1,1-dimethylguanidine (DMG) is an endogenous nitric oxide (NO) synthesis inhibitor. This study investigates the effects of exogenous DMG administration, in anaesthetized spontaneously hypertensive rats (SHR) and Wistar-Kyoto rats (WKY). Mean blood pressure (MBP), heart rate (HR) and renal sympathetic nerve activity (SNA) were recorded in 12- to 14-week old, anaesthetized SHR and WKY. Each rat received increasing bolus injections of DMG intravenously (1.03, 2.05, 6.39, 20.45 and 51.15 mg kg-1).

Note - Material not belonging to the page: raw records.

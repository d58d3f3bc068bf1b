/*
 * Copyright 2024 Luc Lenôtre
 *
 * This file is part of Maestro.
 *
 * Maestro is free software: you can redistribute it and/or modify it under the
 * terms of the GNU General Public License as published by the Free Software
 * Foundation, either version 3 of the License, or (at your option) any later
 * version.
 *
 * Maestro is distributed in the hope that it will be useful, but WITHOUT ANY
 * WARRANTY; without even the implied warranty of MERCHANTABILITY or FITNESS FOR
 * A PARTICULAR PURPOSE. See the GNU General Public License for more details.
 *
 * You should have received a copy of the GNU General Public License along with
 * Maestro. If not, see <https://www.gnu.org/licenses/>.
 */

//! A spinlock that also disables interrupts for the duration of the critical section.
//!
//! Section 5 of the design requires slab and page-frame allocator state to be serialized
//! against interrupt contexts that also allocate. On a single core with interrupt preemption,
//! that means: no real contention, but a held lock must not be preempted by an ISR that
//! re-enters the same allocator.

use core::cell::UnsafeCell;
use core::ops::{Deref, DerefMut};
use core::sync::atomic::{AtomicBool, Ordering};

#[cfg(feature = "x86")]
#[inline]
fn interrupts_enabled() -> bool {
	x86_64::instructions::interrupts::are_enabled()
}

#[cfg(feature = "x86")]
#[inline]
fn disable_interrupts() {
	x86_64::instructions::interrupts::disable();
}

#[cfg(feature = "x86")]
#[inline]
fn restore_interrupts(were_enabled: bool) {
	if were_enabled {
		x86_64::instructions::interrupts::enable();
	}
}

#[cfg(not(feature = "x86"))]
#[inline]
fn interrupts_enabled() -> bool {
	false
}

#[cfg(not(feature = "x86"))]
#[inline]
fn disable_interrupts() {}

#[cfg(not(feature = "x86"))]
#[inline]
fn restore_interrupts(_were_enabled: bool) {}

/// An interrupt-disabling spinlock around a `T`.
pub struct IntMutex<T: ?Sized> {
	locked: AtomicBool,
	data: UnsafeCell<T>,
}

// Safety: access to `data` is only ever granted through `lock`, which enforces exclusivity.
unsafe impl<T: ?Sized + Send> Sync for IntMutex<T> {}

impl<T> IntMutex<T> {
	/// Creates a new unlocked mutex wrapping `data`.
	pub const fn new(data: T) -> Self {
		Self {
			locked: AtomicBool::new(false),
			data: UnsafeCell::new(data),
		}
	}
}

impl<T: ?Sized> IntMutex<T> {
	/// Locks the mutex, disabling interrupts until the returned guard is dropped.
	pub fn lock(&self) -> IntMutexGuard<T> {
		let were_enabled = interrupts_enabled();
		disable_interrupts();
		while self
			.locked
			.compare_exchange_weak(false, true, Ordering::Acquire, Ordering::Relaxed)
			.is_err()
		{
			core::hint::spin_loop();
		}
		IntMutexGuard {
			mutex: self,
			were_enabled,
		}
	}

	/// Returns a mutable reference to the inner value, bypassing locking.
	///
	/// # Safety
	///
	/// The caller must guarantee no other reference, locked or not, is live.
	pub unsafe fn get_mut_unchecked(&self) -> &mut T {
		&mut *self.data.get()
	}
}

/// RAII guard returned by [`IntMutex::lock`]. Unlocks and restores the interrupt flag on drop.
pub struct IntMutexGuard<'a, T: ?Sized> {
	mutex: &'a IntMutex<T>,
	were_enabled: bool,
}

impl<T: ?Sized> Deref for IntMutexGuard<'_, T> {
	type Target = T;

	fn deref(&self) -> &T {
		unsafe { &*self.mutex.data.get() }
	}
}

impl<T: ?Sized> DerefMut for IntMutexGuard<'_, T> {
	fn deref_mut(&mut self) -> &mut T {
		unsafe { &mut *self.mutex.data.get() }
	}
}

impl<T: ?Sized> Drop for IntMutexGuard<'_, T> {
	fn drop(&mut self) {
		self.mutex.locked.store(false, Ordering::Release);
		restore_interrupts(self.were_enabled);
	}
}

#[cfg(test)]
mod test {
	use super::*;

	#[test]
	fn lock_unlock() {
		let m = IntMutex::new(0usize);
		{
			let mut g = m.lock();
			*g += 1;
		}
		assert_eq!(*m.lock(), 1);
	}

	#[test]
	fn reentrant_after_drop() {
		let m = IntMutex::new(Vec::<i32>::new());
		m.lock().push(1);
		m.lock().push(2);
		assert_eq!(*m.lock(), vec![1, 2]);
	}
}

In separate experiments, SHR received L-arginine or D-arginine in a dose of 300 mg kg-1 followed by DMG at 6.39 mg kg-1. Thirty minutes later they received the same doses of the respective arginines followed by DMG at 20.45 mg kg-1 DMG induced dose-dependant increases in MBP in SHR and WKY. In SHR, HR increased with increasing doses of DMG (except at the near-toxic doses of 51.15 mg kg-1), whereas in WKY HR decreased with increasing doses of DMG. The net change of renal SNA ranged from -5 +/- 3 to -55 +/- 12% in SHR and from -6 +/- 8 to -66 +/- 8% in WKY. Pre-treatment with L-arginine in SHR partly inhibited the pressor effect and attenuated the inhibition of renal SNA induced by DMG, but had little effect on HR. Thus the administration of NO inhibitor DMG could alter cardiovascular function and sympathetic nerve activity, and subsequently resulted in tachycardia in SHR and bradycardia in WKY.